**Task goal:** Whenever a line below includes the string "nested", show it.

Saved data entries
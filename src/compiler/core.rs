use std::collections::HashMap;

use crate::{ast::Tree, compiler::code::Statement, error::CompileError, ops::Builtin};

/// Result type used by the compiler.
pub type CompileResult<T> = Result<T, CompileError>;

/// The reserved name the compiled program binds the expression's value to.
pub const RESULT_NAME: &str = "result";

/// Per-variable generation counters for one compile call.
///
/// Every assignment to a variable advances its generation; generation 0
/// is the bare name, generation n > 0 is the synthesized temporary
/// `_name_n`. Reads always reference the current generation, which is how
/// left-to-right assignment order survives the flattening. The map starts
/// empty for each top-level compile and is discarded afterward; it never
/// persists the way the evaluator's binding store does.
#[derive(Debug, Default)]
struct Generations {
    current: HashMap<String, u32>,
}

impl Generations {
    /// Returns the current generation of a name.
    ///
    /// A name never assigned within this compile defaults to generation 0:
    /// the variable may well be bound by code that runs before this
    /// fragment, so an unseen name is not an error.
    fn current(&self, name: &str) -> u32 {
        self.current.get(name).copied().unwrap_or(0)
    }

    /// Allocates and returns the next generation of a name.
    fn advance(&mut self, name: &str) -> u32 {
        let next = self.current(name) + 1;
        self.current.insert(name.to_string(), next);
        next
    }

    /// Returns all `(name, highest generation)` pairs in cleanup order.
    ///
    /// The sort key prepends the reserved `_` prefix to names that do not
    /// already carry one, so a bare name sorts adjacent to its own
    /// temporaries and before unrelated names. Names whose keys collide
    /// (`x` and `_x` both key as `_x`) fall back to plain name order, so
    /// the output is the same on every compile.
    fn sorted(&self) -> Vec<(&String, u32)> {
        let mut entries: Vec<(&String, u32)> =
            self.current.iter().map(|(name, generation)| (name, *generation)).collect();
        entries.sort_by(|(a, _), (b, _)| cleanup_key(a).cmp(&cleanup_key(b)).then_with(|| a.cmp(b)));
        entries
    }
}

/// Builds the cleanup sort key for a variable name.
fn cleanup_key(name: &str) -> String {
    if name.starts_with('_') {
        name.to_string()
    } else {
        format!("_{name}")
    }
}

/// Renders the name for a given generation of a variable.
///
/// Generation 0 is the bare name itself; generation n > 0 is the reserved
/// temporary `_<name>_<n>`.
fn generation_name(name: &str, generation: u32) -> String {
    if generation > 0 {
        format!("_{name}_{generation}")
    } else {
        name.to_string()
    }
}

/// Compiles a tree into an ordered statement sequence appended to `code`.
///
/// Produces a fragment that, executed by a target language with ordinary
/// statement-level assignment, reproduces the evaluator's final bindings
/// and result value even though the source language treats assignment as
/// a first-class sub-expression. Appending is transactional: on success
/// all new statements remain, on failure the buffer is truncated back to
/// its pre-call length.
///
/// The emitted sequence is: a marker pair of comment statements naming
/// the source expression, the hoisted assignment statements in evaluation
/// order, a statement binding [`RESULT_NAME`] to the top-level rendering,
/// and finally per-variable cleanup (rebind the bare name to its highest
/// generation, then delete every temporary generation).
///
/// # Parameters
/// - `tree`: The expression to compile.
/// - `code`: The growing statement buffer; prior contents are preserved.
///
/// # Returns
/// `Ok(Some(rendering))` with the result expression's text on success, or
/// `Ok(None)` for a `Pass` tree, which compiles to no statements at all.
///
/// # Errors
/// Returns a `CompileError` (with the buffer rolled back) when the tree
/// applies an operation that has no rendering.
///
/// ## Example
/// ```
/// use gencalc::{compiler::compile_top, parser::parse};
///
/// let (diagnostics, tree) = parse("(x = 2) + 1");
/// assert!(diagnostics.is_empty());
///
/// let mut code = Vec::new();
/// compile_top(&tree, &mut code).unwrap();
///
/// let lines: Vec<String> = code.iter().map(ToString::to_string).collect();
/// assert_eq!(lines,
///            vec!["# code for:",
///                 "# ((x = 2) + 1)",
///                 "_x_1 = 2",
///                 "result = (_x_1 + 1)",
///                 "# Update and cleanup x",
///                 "x = _x_1",
///                 "del(_x_1)"]);
/// ```
pub fn compile_top(tree: &Tree, code: &mut Vec<Statement>) -> CompileResult<Option<String>> {
    if matches!(tree, Tree::Pass) {
        return Ok(None);
    }

    // Remember the initial length in case we need to roll back.
    let initial_len = code.len();

    code.push(Statement::Comment("code for:".to_string()));
    code.push(Statement::Comment(tree.unparse()));

    let mut generations = Generations::default();
    let rendered = match compile_tree(tree, &mut generations, code) {
        Ok(rendered) => rendered,
        Err(e) => {
            code.truncate(initial_len);
            return Err(e);
        },
    };

    code.push(Statement::Assign { target: RESULT_NAME.to_string(),
                                  expr:   rendered.clone(), });

    // Rebind each touched variable to its final generation and drop the
    // temporaries, leaving every variable conceptually back at
    // generation 0.
    for (name, generation) in generations.sorted() {
        if generation == 0 {
            continue;
        }
        code.push(Statement::Comment(format!("Update and cleanup {name}")));
        code.push(Statement::Assign { target: name.clone(),
                                      expr:   generation_name(name, generation), });
        for g in 1..=generation {
            code.push(Statement::Delete(generation_name(name, g)));
        }
    }

    Ok(Some(rendered))
}

/// Compiles one tree node, returning the expression text that stands for
/// its value.
///
/// Statements required by nested assignments are appended to `code`
/// before the caller's own statement, preserving the evaluator's
/// left-to-right side-effect order.
fn compile_tree(tree: &Tree,
                generations: &mut Generations,
                code: &mut Vec<Statement>)
                -> CompileResult<String> {
    match tree {
        Tree::Const(value) => Ok(value.to_string()),

        Tree::Get(name) => Ok(generation_name(name, generations.current(name))),

        Tree::Set { name, expr } => {
            // The right-hand side compiles first so its statements land
            // ahead of this assignment's own statement.
            let rendered = compile_tree(expr, generations, code)?;
            let target = generation_name(name, generations.advance(name));
            code.push(Statement::Assign { target: target.clone(),
                                          expr:   rendered, });
            // Outer expressions see the bound value's name, matching the
            // evaluator's "Set returns the bound value".
            Ok(target)
        },

        Tree::Apply { op, args } => compile_apply(op, args, generations, code),

        Tree::Pass => Err(CompileError::EmptyOperand),
    }
}

/// Compiles an application node.
///
/// Arguments are compiled strictly left to right before any rendering
/// happens, so statements emitted by nested assignments keep their source
/// order. Built-in operations render in their fixed shapes; any other
/// identifier renders as an n-ary call, since the callee may be defined
/// in the execution context the fragment eventually runs in.
fn compile_apply(op: &str,
                 args: &[Tree],
                 generations: &mut Generations,
                 code: &mut Vec<Statement>)
                 -> CompileResult<String> {
    if let Some(builtin) = Builtin::lookup(op) {
        if args.len() != builtin.arity() {
            return Err(CompileError::ArityMismatch { name:     op.to_string(),
                                                     expected: builtin.arity(),
                                                     found:    args.len(), });
        }

        let mut parts = Vec::with_capacity(args.len());
        for arg in args {
            parts.push(compile_tree(arg, generations, code)?);
        }

        Ok(match builtin {
               Builtin::Neg => format!("(-{})", parts[0]),
               Builtin::Sqr => format!("({} ** 2)", parts[0]),
               _ => format!("({} {} {})", parts[0], builtin.symbol(), parts[1]),
           })
    } else if is_identifier(op) {
        let mut parts = Vec::with_capacity(args.len());
        for arg in args {
            parts.push(compile_tree(arg, generations, code)?);
        }

        Ok(format!("{op}({})", parts.join(", ")))
    } else {
        Err(CompileError::UnknownOperation { name: op.to_string() })
    }
}

/// Whether a name is a well-formed identifier and may render as a call.
fn is_identifier(name: &str) -> bool {
    let mut chars = name.chars();
    chars.next()
         .is_some_and(|c| c.is_ascii_alphabetic() || c == '_')
    && chars.all(|c| c.is_ascii_alphanumeric() || c == '_')
}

**Output:**
/// Statements required by nested assignments are appended to `code`
/// happens, so statements emitted by nested assignments keep their source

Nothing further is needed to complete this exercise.